| From: Diana
De Lorenzi - Cospe (Firenze - Italia) |
| Received: 02.07.2000 |
| |
The
school system should offer to minority ethnic pupils equal opportunities
and to all pupils the ability to grow in a multicultural society and
handle diversity in a positive way. This means that the question is not
just a linguistic one. The whole organisational structure of the school
has to be altered. In other words, the real problem is not the integration
of the new pupil. The real problem is how to change the school that is
going to welcome them and to turn it into a place where young people learn
to “live” diversity as a value. That is a cultural problem.
|
| From: Anja
Rutgers Van Der Loeff - Amsterdam |
| Received: 02.07.2000 |
Tenemos esperienzia con cursi intensivi....

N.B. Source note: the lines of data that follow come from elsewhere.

//! Leitner box scheduling.
//!
//! A card sits in one of six boxes. AGAIN sends it back to box 0, HARD keeps it
//! where it is, GOOD moves it up one box. Each box has a fixed review interval.

use crate::models::{Card, CardStatus, Rating, Schedule, Timestamp, DAY_MS, TOP_BOX};

/// Days until the next review, indexed by box.
pub const LEITNER_INTERVALS: [u32; 6] = [1, 2, 4, 7, 14, 30];

/// Highest box index.
pub const MAX_BOX: u8 = TOP_BOX;

/// Box a card moves to after being rated.
pub fn next_box(current: u8, rating: Rating) -> u8 {
    match rating {
        Rating::Again => 0,
        Rating::Hard => current.min(MAX_BOX),
        Rating::Good => current.saturating_add(1).min(MAX_BOX),
    }
}

/// Review interval in days for a box index. Indices past the table reuse its last value.
pub fn review_interval(leitner_box: i64) -> u32 {
    if leitner_box < 0 {
        return 0;
    }
    let last = LEITNER_INTERVALS[LEITNER_INTERVALS.len() - 1];
    usize::try_from(leitner_box)
        .ok()
        .and_then(|i| LEITNER_INTERVALS.get(i).copied())
        .unwrap_or(last)
}

/// Status after a rating.
///
/// HARD never reclassifies, so a NEW card rated HARD stays NEW.
fn next_status(current: CardStatus, new_box: u8, rating: Rating) -> CardStatus {
    match rating {
        Rating::Good => {
            let mut status = if new_box >= 2 {
                CardStatus::Review
            } else {
                CardStatus::Learning
            };
            if new_box >= MAX_BOX {
                status = CardStatus::Known;
            }
            status
        }
        Rating::Again => CardStatus::Learning,
        Rating::Hard => current,
    }
}

/// Apply a rating to a card, returning the rescheduled copy.
pub fn apply_rating(card: &Card, rating: Rating, now: Timestamp) -> Card {
    let new_box = next_box(card.leitner_box(), rating);
    let days = review_interval(i64::from(new_box));

    let schedule = Schedule {
        status: next_status(card.status(), new_box, rating),
        leitner_box: new_box,
        last_reviewed: now,
        next_review: now.saturating_add(i64::from(days) * DAY_MS),
    };

    card.rescheduled(schedule, now)
}

/// Interval in days each rating would give this card.
pub fn preview_intervals(card: &Card) -> [(Rating, u32); 3] {
    Rating::ALL.map(|rating| {
        let days = review_interval(i64::from(next_box(card.leitner_box(), rating)));
        (rating, days)
    })
}

#[cfg(test)]
mod tests {
    use super::*;
    use crate::models::{Section, NEVER};
    use uuid::Uuid;

    fn card_in(leitner_box: u8, status: CardStatus) -> Card {
        let schedule = Schedule {
            status,
            leitner_box,
            last_reviewed: NEVER,
            next_review: 0,
        };
        Card::restore(
            Uuid::new_v4(),
            Uuid::new_v4(),
            vec![Section::new("front"), Section::new("back")],
            schedule,
            0,
            0,
        )
        .unwrap()
    }

    #[test]
    fn test_next_box() {
        assert_eq!(next_box(3, Rating::Again), 0);
        assert_eq!(next_box(3, Rating::Hard), 3);
        assert_eq!(next_box(2, Rating::Good), 3);
        assert_eq!(next_box(5, Rating::Good), 5);
        assert_eq!(next_box(0, Rating::Hard), 0);
    }

    #[test]
    fn test_out_of_range_box_is_clamped() {
        assert_eq!(next_box(9, Rating::Hard), 5);
        assert_eq!(next_box(u8::MAX, Rating::Good), 5);
    }

    #[test]
    fn test_review_interval() {
        assert_eq!(review_interval(0), 1);
        assert_eq!(review_interval(3), 7);
        assert_eq!(review_interval(5), 30);
        assert_eq!(review_interval(6), 30);
        assert_eq!(review_interval(-1), 0);
    }

    #[test]
    fn test_good_from_new() {
        let card = card_in(0, CardStatus::New);
        let rated = apply_rating(&card, Rating::Good, 1000);
        assert_eq!(rated.leitner_box(), 1);
        assert_eq!(rated.status(), CardStatus::Learning);
        assert_eq!(rated.next_review(), 1000 + 2 * DAY_MS);
        assert_eq!(rated.last_reviewed(), 1000);
        assert_eq!(rated.updated_at(), 1000);
    }

    #[test]
    fn test_good_into_top_box_is_known() {
        let card = card_in(4, CardStatus::Review);
        let rated = apply_rating(&card, Rating::Good, 5000);
        assert_eq!(rated.leitner_box(), 5);
        assert_eq!(rated.status(), CardStatus::Known);
        assert_eq!(rated.next_review(), 5000 + 30 * DAY_MS);
    }

    #[test]
    fn test_again_demotes() {
        let card = card_in(3, CardStatus::Review);
        let rated = apply_rating(&card, Rating::Again, 2000);
        assert_eq!(rated.leitner_box(), 0);
        assert_eq!(rated.status(), CardStatus::Learning);
        assert_eq!(rated.next_review(), 2000 + DAY_MS);
    }

    #[test]
    fn test_hard_keeps_status() {
        let card = card_in(1, CardStatus::New);
        let rated = apply_rating(&card, Rating::Hard, 3000);
        assert_eq!(rated.leitner_box(), 1);
        assert_eq!(rated.status(), CardStatus::New);
        assert_eq!(rated.next_review(), 3000 + 2 * DAY_MS);
    }

    #[test]
    fn test_apply_rating_leaves_input_untouched() {
        let card = card_in(2, CardStatus::Review);
        let snapshot = card.clone();
        let rated = apply_rating(&card, Rating::Good, 7000);
        assert_eq!(card, snapshot);
        assert_eq!(rated.id, card.id);
        assert_eq!(rated.deck_id, card.deck_id);
        assert_eq!(rated.sections(), card.sections());
        assert_eq!(rated.created_at, card.created_at);
    }

    #[test]
    fn test_next_review_saturates_at_end_of_time() {
        let card = card_in(4, CardStatus::Review);
        let now = i64::MAX - DAY_MS;
        let rated = apply_rating(&card, Rating::Good, now);
        assert_eq!(rated.next_review(), i64::MAX);
        assert_eq!(rated.last_reviewed(), now);
        assert_eq!(rated.status(), CardStatus::Known);
    }

    #[test]
    fn test_preview_intervals() {
        let card = card_in(2, CardStatus::Review);
        assert_eq!(
            preview_intervals(&card),
            [(Rating::Again, 1), (Rating::Hard, 4), (Rating::Good, 7)]
        );
    }
}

We have experience with intensive courses for 10 years now. Parents and
children are happy and children learn te understand, speak, read and write
Dutch in 10 months. In Amsterdam, we have 34 newcomer classes for children
aged 6-12. They stay in the classes for one year= 10 months. We could tell
more....
|
| From: Mauro
Sbordoni - Cospe (Firenze - Italy) |
| Received: 11.06.2000 |
|
- Welcome classes?
No thanks. I agree of most of what has been said by the others. Anyway
we can’t deny that the integration of these new pupils is often
problematic. There is a problem connected to the way of integration,
the timing and the availability of additional support. Then there are
some variables to take into consideration. Where do the newcomers come
from? At what time of the year? In which school or in which classes
will they be integrated? Are there kids from the same ethnic origin
present in the class and can they play a positive role in the
integration of the newcomer or will this role be negative (like
sometimes happens with Rom). And the mainstream
- classroom
teachers, are they experienced, professionally prepared and motivated
for this task?
- I
believe that new comers should be integrated immediately in their
definitive class, but at the same time I believe that this should
happen gradually. Both for what regards the permanence at school and
within the classroom. The school should thus prepare itself to handle
also other dimensions of work/relationships/observation and develop
new professional skills in this direction.
- Once established
certain principles, the integration process has to be decided for each
singular case. Each immigrant is different, and different are the
problems that will arise. But the school that wants to welcome them
has to be able to find new solutions to different problems. We are
just at the beginning...
|
| From: Lucia
Maddii - Italy |
| Received: 09.04.2000 |
- This issue is
very dear to me. Much has already been said by Maria and Sabrina.
Anyway, I have experience with parallel classes for newcomers. Most
teachers were happy to have the difficult kids out of the class for 4
hours a day in the language lab. Some of them even would have given a
fortune for not having them back at all. The results have been
disastrous. Most of the kids have made friends with their peers from
the same country of origin and are hardly motivated to learn Italian.
Whenever they are in the mainstream class they seem aliens.
- A good solution seems to
me special classes where newcomers stay for a very limited period.
Just the time to make them feel at ease in the new situation, to get
them used to the school life and rhythm. This can be achieved in a
couple of weeks. During the first year additional language support can
be limited to 2 hours a day.
|
| From: Sabrina
Ardizzoni - Italy |
| Received: 02.04.2000 |
- Anyway a child
after two or three months of intensive second language learning won’t
be able to participate to situations of frontal teaching in the
mainstream classroom. In the meantime he/she is isolated from the
classroom, he/she is deprivated of the desire to communicate, he/she
has a delay in coming to know school
life and the group dynamics within the classroom of final destination.
- Most scholars and
teachers agree that the language the child picks up in the first year
of permanence is the language of his classmates. It is good practice
integrating the child smoothly, explaining to him/her the “rules of
the school” and presenting him/her right from the start to the new
classmates. He/she should be given the opportunity to have second
language learning support for at least 8 hours a week, but in the mean
time he/she should participate in those subjects where the language is
less important like music, arts, geography, sciences, gymnastics, etc.
|
| From: Maria
Omodeo - Cospe - Firenze Italy |
| Received: 15.03.2000 |
These
classes have been tried out in many places. From a linguistic point of
view their results might seem satisfying. Yet many new pupils, not having
the possibility to share school life with autochthonous peers, feel
excluded and isolate themselves more and more. New comers seem to learn
the new languages in a more active and vivid way having the possibility to
communicate with their new friends. The solution might be integrating the
children right from their arival in the mainstream classes, but offering
them the opportunity to have at least two times a week a one or two hour
language support session with a specialised remedial teacher.